The Oscars will be a bit bitter-sweet this year.
RY: What did this role do for you artistically as an actor?
Hoffman: Wow..(pause)…I have no idea…very deep question. Probably nothing…(laughs)..well it’s just another opportunity to explore something that I find pertinent that interests me now …do you know what I mean?… which I hopefully think artists are about.
RY: What attracted you to the role?
Hoffman: It was a great script….it’s never just the role…it’s always the role and the story…they have to go hand in hand and this is a really a great script and it’s a role that pertains to where I am in my life…where being 40 is in your life….and I do think it’s interesting and I do think that’s the answer to your first question…it’s interesting to explore something that you find pertinent to life at this time in your life…you find that your interest and curiosities change over time. There are things that I did ten years ago as an actor that I would not want to do now as an actor.
RY: How did you prepare for this role?

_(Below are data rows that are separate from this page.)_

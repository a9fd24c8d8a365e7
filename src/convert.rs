//! Unit conversion from survey units to solver SI units.
//!
//! The inversion solver expects observation positions in a depth-positive-down
//! frame, gravity in m/s² and magnetics in Tesla, while surveys report
//! topographic elevation, mGal and nT. Conversion is a pure record-by-record
//! transform with no partial-success mode: callers convert everything first
//! and only then open output files.

use crate::io::SurveyRecord;

/// mGal to m/s².
pub const MGAL_TO_MS2: f64 = 1e-5;

/// nT to Tesla.
pub const NANOTESLA_TO_TESLA: f64 = 1e-9;

/// One converted observation: position plus a single field value in SI units.
#[derive(Clone, Copy, Debug, PartialEq)]
pub struct ObservationPoint {
    pub x: f64,
    pub y: f64,
    pub z: f64,
    pub value: f64,
}

/// Convert survey records into gravity and magnetic observation series.
///
/// The observation depth is the negated topography (depth-positive-down);
/// field values scale by exact powers of ten, so the conversion is bit-exact
/// under IEEE 754. Output order matches input order.
pub fn convert_records(records: &[SurveyRecord]) -> (Vec<ObservationPoint>, Vec<ObservationPoint>) {
    let mut gravity = Vec::with_capacity(records.len());
    let mut magnetic = Vec::with_capacity(records.len());

    for record in records {
        let z = -record.topography;
        gravity.push(ObservationPoint {
            x: record.x,
            y: record.y,
            z,
            value: record.grav * MGAL_TO_MS2,
        });
        magnetic.push(ObservationPoint {
            x: record.x,
            y: record.y,
            z,
            value: record.mag * NANOTESLA_TO_TESLA,
        });
    }

    (gravity, magnetic)
}

#[cfg(test)]
mod tests {
    use super::*;

    fn record(x: f64, y: f64, topography: f64, grav: f64, mag: f64) -> SurveyRecord {
        SurveyRecord {
            x,
            y,
            topography,
            grav,
            mag,
        }
    }

    #[test]
    fn test_single_record() {
        let (gravity, magnetic) = convert_records(&[record(0.0, 0.0, 50.0, 1.0, 2.0)]);

        assert_eq!(gravity.len(), 1);
        assert_eq!(magnetic.len(), 1);
        assert_eq!(gravity[0].z, -50.0);
        assert_eq!(magnetic[0].z, -50.0);
        assert_eq!(gravity[0].value, 1e-5);
        assert_eq!(magnetic[0].value, 2e-9);
    }

    #[test]
    fn test_conversion_is_bit_exact() {
        let records = [
            record(1.0, 2.0, 3.0, 12.345, 48250.7),
            record(4.0, 5.0, -6.0, -0.25, -13.5),
        ];
        let (gravity, magnetic) = convert_records(&records);

        for (r, g) in records.iter().zip(gravity.iter()) {
            assert_eq!(g.value, r.grav * 1e-5);
            assert_eq!(g.z, -r.topography);
        }
        for (r, m) in records.iter().zip(magnetic.iter()) {
            assert_eq!(m.value, r.mag * 1e-9);
        }
    }

    #[test]
    fn test_order_preserved() {
        let records: Vec<SurveyRecord> = (0..10)
            .map(|i| record(i as f64, 0.0, 0.0, i as f64, i as f64))
            .collect();
        let (gravity, _) = convert_records(&records);

        for (i, g) in gravity.iter().enumerate() {
            assert_eq!(g.x, i as f64);
        }
    }

    #[test]
    fn test_empty_input() {
        let (gravity, magnetic) = convert_records(&[]);
        assert!(gravity.is_empty());
        assert!(magnetic.is_empty());
    }
}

Did you draw anything from your own life experiences?
Hoffman: You prepare for it like you prepare for any part….it’s always different yet always the same and you know that’s a long conversation..it really is…it’s not something you can just sound bite…it really is..there is a lot of questions and a lot of thought that goes into preparing for something.
After the interview, Hoffman gracefully shook my hand and headed into the theater with good friend Linney and the rest of the cast.
What has been written about the past several weeks and what will continue to be written about the late actor has opened up new conversations about drug overdose, addicts who try to fight their inner demons and personal struggle with rehab.
When Hoffman tragically and suddenly passed away, the media compared his death to those of other talented actors who battled drug addiction including River Phoenix and Heath Ledger. The premise seems to be the same.